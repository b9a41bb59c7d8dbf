//! Reported directory rows.
//!
//! A [`DirectoryEntry`] is one row of the report: a path relative to the scan
//! root and its aggregate size in whole megabytes. Entries are produced fresh by
//! each scan and never mutated.

use std::path::Path;

use thiserror::Error;

/// Display path used for the scan root's own aggregate row.
pub const ROOT_DISPLAY_PATH: &str = ".";

/// A directory (or the scan root) and its aggregate size.
#[derive(Clone, Debug, PartialEq, Eq)]
pub struct DirectoryEntry {
    /// Path relative to the scan root; `.` for the root itself
    pub path: String,

    /// Aggregate size, rounded up to whole MB
    pub size_mb: u64,
}

/// Reasons a raw size reading cannot become a [`DirectoryEntry`].
#[derive(Debug, Error, PartialEq, Eq)]
pub enum EntryError {
    /// The size field is not a non-negative integer.
    #[error("invalid size {size:?} for {path:?}")]
    InvalidSize { size: String, path: String },

    /// The line does not have the `SIZE<TAB>PATH` shape.
    #[error("malformed usage line {0:?}")]
    MalformedLine(String),
}

impl DirectoryEntry {
    /// Create an entry from an already-normalized display path.
    #[must_use]
    pub fn new(path: impl Into<String>, size_mb: u64) -> Self {
        Self {
            path: path.into(),
            size_mb,
        }
    }

    /// Whether this entry is the scan root's aggregate row.
    #[must_use]
    pub fn is_root(&self) -> bool {
        self.path == ROOT_DISPLAY_PATH
    }

    /// Parse one line of `du -m` output (`SIZE<TAB>PATH`).
    ///
    /// The path is normalized against `root` with [`normalize_display_path`].
    ///
    /// # Errors
    ///
    /// Returns [`EntryError::MalformedLine`] when there is no tab separator and
    /// [`EntryError::InvalidSize`] when the size is not a non-negative integer.
    pub fn from_du_line(line: &str, root: &str) -> Result<Self, EntryError> {
        let (size, path) = line
            .split_once('\t')
            .ok_or_else(|| EntryError::MalformedLine(line.to_string()))?;

        let size_mb = parse_size_mb(size.trim()).ok_or_else(|| EntryError::InvalidSize {
            size: size.to_string(),
            path: path.to_string(),
        })?;

        Ok(Self::new(normalize_display_path(path, root), size_mb))
    }
}

/// Parse a whole-MB size, rejecting signs, fractions and empty strings.
fn parse_size_mb(size: &str) -> Option<u64> {
    if size.is_empty() || !size.bytes().all(|b| b.is_ascii_digit()) {
        return None;
    }
    size.parse().ok()
}

/// Turn a scanned path into the path shown in the report.
///
/// Strips the `root` prefix, then any leading `./` or `/` components. The root
/// itself becomes `.`.
///
/// # Examples
///
/// ```
/// # use disk_usage_report::entry::normalize_display_path;
/// assert_eq!(normalize_display_path("/srv/data/logs", "/srv/data"), "logs");
/// assert_eq!(normalize_display_path("./cache", "."), "cache");
/// assert_eq!(normalize_display_path("/srv/data", "/srv/data"), ".");
/// ```
#[must_use]
pub fn normalize_display_path(path: &str, root: &str) -> String {
    let mut rest = path.strip_prefix(root).unwrap_or(path);

    loop {
        if let Some(stripped) = rest.strip_prefix("./") {
            rest = stripped;
        } else if let Some(stripped) = rest.strip_prefix('/') {
            rest = stripped;
        } else {
            break;
        }
    }

    if rest.is_empty() || rest == ROOT_DISPLAY_PATH {
        ROOT_DISPLAY_PATH.to_string()
    } else {
        rest.to_string()
    }
}

/// Display path of `path` relative to `root`, for natively scanned entries.
#[must_use]
pub fn relative_display_path(path: &Path, root: &Path) -> String {
    path.strip_prefix(root).map_or_else(
        |_| normalize_display_path(&path.to_string_lossy(), &root.to_string_lossy()),
        |relative| normalize_display_path(&relative.to_string_lossy(), ""),
    )
}

/// Sort entries by size, largest first.
///
/// The sort is stable, so equally sized entries keep their enumeration order.
pub fn sort_by_size_desc(entries: &mut [DirectoryEntry]) {
    entries.sort_by(|a, b| b.size_mb.cmp(&a.size_mb));
}

#[cfg(test)]
mod tests {
    use super::*;
    use std::path::PathBuf;

    #[test]
    fn test_normalize_strips_root_prefix() {
        assert_eq!(normalize_display_path("/srv/data/logs", "/srv/data"), "logs");
        assert_eq!(normalize_display_path("/srv/data/a/b", "/srv/data/"), "a/b");
    }

    #[test]
    fn test_normalize_root_becomes_dot() {
        assert_eq!(normalize_display_path("/srv/data", "/srv/data"), ".");
        assert_eq!(normalize_display_path(".", "."), ".");
        assert_eq!(normalize_display_path("", ""), ".");
    }

    #[test]
    fn test_normalize_leading_dot_slash() {
        assert_eq!(normalize_display_path("./cache", "."), "cache");
        assert_eq!(normalize_display_path("./cache", "/elsewhere"), "cache");
        assert_eq!(normalize_display_path("././x", ""), "x");
    }

    #[test]
    fn test_normalize_keeps_hidden_names() {
        assert_eq!(normalize_display_path("./.cache", "."), ".cache");
        assert_eq!(normalize_display_path("/home/me/.git", "/home/me"), ".git");
    }

    #[test]
    fn test_relative_display_path() {
        let root = PathBuf::from("/tmp/scan");
        assert_eq!(relative_display_path(&root.join("docs"), &root), "docs");
        assert_eq!(relative_display_path(&root, &root), ".");
    }

    #[test]
    fn test_from_du_line() {
        let entry = DirectoryEntry::from_du_line("120\t/data/b", "/data").unwrap();
        assert_eq!(entry, DirectoryEntry::new("b", 120));

        let root = DirectoryEntry::from_du_line("780\t/data", "/data").unwrap();
        assert!(root.is_root());
        assert_eq!(root.size_mb, 780);
    }

    #[test]
    fn test_from_du_line_path_with_tab_kept_whole() {
        let entry = DirectoryEntry::from_du_line("3\t./odd\tname", ".").unwrap();
        assert_eq!(entry.path, "odd\tname");
    }

    #[test]
    fn test_from_du_line_invalid_size() {
        for bad in ["-4\t./x", "abc\t./x", "1.5\t./x", "\t./x", "+3\t./x"] {
            assert!(
                matches!(
                    DirectoryEntry::from_du_line(bad, "."),
                    Err(EntryError::InvalidSize { .. })
                ),
                "expected invalid size for {bad:?}"
            );
        }
    }

    #[test]
    fn test_from_du_line_malformed() {
        assert_eq!(
            DirectoryEntry::from_du_line("du: cannot read directory", "."),
            Err(EntryError::MalformedLine(
                "du: cannot read directory".to_string()
            ))
        );
    }

    #[test]
    fn test_sort_is_descending_and_stable() {
        let mut entries = vec![
            DirectoryEntry::new("a", 60),
            DirectoryEntry::new("tie1", 120),
            DirectoryEntry::new("c", 600),
            DirectoryEntry::new("tie2", 120),
        ];
        sort_by_size_desc(&mut entries);

        let order: Vec<_> = entries.iter().map(|e| e.path.as_str()).collect();
        assert_eq!(order, ["c", "tie1", "tie2", "a"]);
    }
}
//! Options for a single report run.
//!
//! A [`ReportOptions`] value is assembled once at startup from hardcoded
//! defaults, the config file and CLI overrides, and is never mutated afterwards.

use std::path::PathBuf;

use clap::ValueEnum;

use super::ScanOptions;

/// Default lower bound of the WARN tier, in MB.
pub const DEFAULT_WARN_MB: u64 = 100;

/// Default lower bound of the CRIT tier, in MB.
pub const DEFAULT_CRITICAL_MB: u64 = 500;

/// Size boundaries used to classify entries.
///
/// `critical_mb` is expected to be at least `warn_mb`; this is not enforced.
#[derive(Clone, Copy, Debug, PartialEq, Eq)]
pub struct Thresholds {
    /// Entries of at least this many MB are WARN
    pub warn_mb: u64,

    /// Entries of at least this many MB are CRIT
    pub critical_mb: u64,
}

impl Default for Thresholds {
    fn default() -> Self {
        Self {
            warn_mb: DEFAULT_WARN_MB,
            critical_mb: DEFAULT_CRITICAL_MB,
        }
    }
}

impl Thresholds {
    /// Whether the critical boundary sits below the warn boundary.
    ///
    /// Such a configuration still works but the WARN tier can never be reached.
    #[must_use]
    pub const fn is_inverted(&self) -> bool {
        self.critical_mb < self.warn_mb
    }
}

/// When the size column should be colorized.
#[derive(Clone, Copy, PartialEq, Eq, Debug, ValueEnum, Default)]
pub enum ColorChoice {
    /// Colorize only when writing to a color-capable terminal
    #[default]
    Auto,

    /// Always emit color escape sequences, even into a file
    Always,

    /// Never emit color escape sequences
    Never,
}

/// Complete configuration of one report run.
#[derive(Clone, Debug)]
pub struct ReportOptions {
    /// Tier boundaries
    pub thresholds: Thresholds,

    /// Directory whose usage is reported
    pub directory: PathBuf,

    /// File the report is appended to; `None` writes to stdout
    pub output: Option<PathBuf>,

    /// Color policy for the size column
    pub color: ColorChoice,

    /// Whether the banner is rendered above the report
    pub banner: bool,

    /// Size collector options
    pub scan: ScanOptions,
}
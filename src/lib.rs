//! # disk-usage-report
//!
//! Report the disk usage of a directory and its immediate children, with each
//! size colored by how it compares to a warn and a critical threshold.
//!
//! The pipeline is linear: options are parsed once, the [`scanner`] measures
//! the target directory one level deep, [`output`] classifies and formats each
//! row, and a [`sink::Sink`] writes the lines to stdout or appends them to a file.

pub mod banner;
pub mod config;
pub mod entry;
pub mod output;
pub mod scanner;
pub mod severity;
pub mod sink;
pub mod utils;

use std::path::{Path, PathBuf};

use anyhow::Result;

pub use banner::{BANNER_TEXT, BannerRenderer, FigletBanner};
pub use config::{ReportOptions, ScanOptions, Thresholds};
pub use entry::DirectoryEntry;
pub use severity::{Palette, SeverityTier, classify};

use output::Report;
use scanner::Scanner;
use sink::Sink;

/// Scan `options.directory` and write the full report to the configured sink.
///
/// `palette` and `banner` are resolved by the caller once per run. When
/// `quiet` is set no progress spinner is drawn.
///
/// Returns the output file path when the report was appended to a file.
///
/// # Errors
///
/// Returns an error if the banner cannot be rendered, the target directory
/// cannot be read, the output file cannot be opened, or a write fails.
pub fn write_report(
    options: &ReportOptions,
    palette: Palette,
    banner: Option<&dyn BannerRenderer>,
    quiet: bool,
) -> Result<Option<PathBuf>> {
    let banner = banner.map(|renderer| renderer.render(BANNER_TEXT)).transpose()?;

    let entries = Scanner::new(options.scan.clone())
        .with_quiet(quiet)
        .scan_directory(&options.directory)?;

    let report = Report::new(&options.directory, &entries, options.thresholds, palette)
        .with_banner(banner);

    let mut sink = Sink::open(options.output.as_deref())?;
    let destination = sink.file_path().map(Path::to_path_buf);
    sink.write_lines(report.lines())?;
    sink.finish()?;

    Ok(destination)
}
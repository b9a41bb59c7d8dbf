//! Configuration types for a report run.
//!
//! - [`ReportOptions`] - Everything a single run needs, built once at startup
//! - [`Thresholds`] - The warn/critical boundaries used to classify sizes
//! - [`ScanOptions`] - How the size collector measures directories
//! - [`FileConfig`] - Optional persistent defaults read from `config.toml`

pub mod file;
pub mod report;
pub mod scan;

pub use file::FileConfig;
pub use report::{ColorChoice, ReportOptions, Thresholds};
pub use scan::{ScanEngine, ScanOptions};
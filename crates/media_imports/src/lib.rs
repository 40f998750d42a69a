//! Media imports for compiled MDX
//!
//! Rewrites relative media paths in the JavaScript that MDX compiles to
//! into imports, so a bundler resolves, hashes and emits the files instead
//! of leaving bare strings in the output.
//!
//! ## Example
//!
//! ```js
//! // before
//! function _createMdxContent(props) {
//!   return _jsx("img", { src: "../image.png#hash" });
//! }
//!
//! // after
//! import imagepng$recmamdximport from "../image.png";
//! function _createMdxContent(props) {
//!   return _jsx("img", { src: imagepng$recmamdximport, "data-meta": "#hash" });
//! }
//! ```
//!
//! Absolute paths (`/image.png`), protocol URLs (`https://...`) and values
//! that are already expressions are never touched.

mod candidates;
mod diagnostic;
mod options;
mod path;
mod registry;
mod rewriter;
mod shape;
mod slugger;
mod srcset;
mod transform;

pub use candidates::{CandidateListRewrite, TemplateParts, decompose_list};
pub use diagnostic::{Diagnostic, DiagnosticLabel, DiagnosticSeverity};
pub use options::{DEFAULT_CONTENT_FUNCTION, ImportMediaOptions, Syntax, UnknownSyntax};
pub use path::{ResourceReference, is_rewritable};
pub use registry::{Binding, IDENTIFIER_SUFFIX, IdentifierRegistry};
pub use rewriter::{METADATA_ATTRIBUTE, MediaImportReturn, MediaImporter};
pub use shape::{AttributeRole, ElementShape, TargetElementKind};
pub use slugger::Slugger;
pub use srcset::{CandidateListEntry, parse as parse_srcset};
pub use transform::{TransformResult, TransformResultImport, transform};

## Assignment
Collect every line above that contains the word "candidates".

## Task result
mod candidates;
pub use candidates::{CandidateListRewrite, TemplateParts, decompose_list};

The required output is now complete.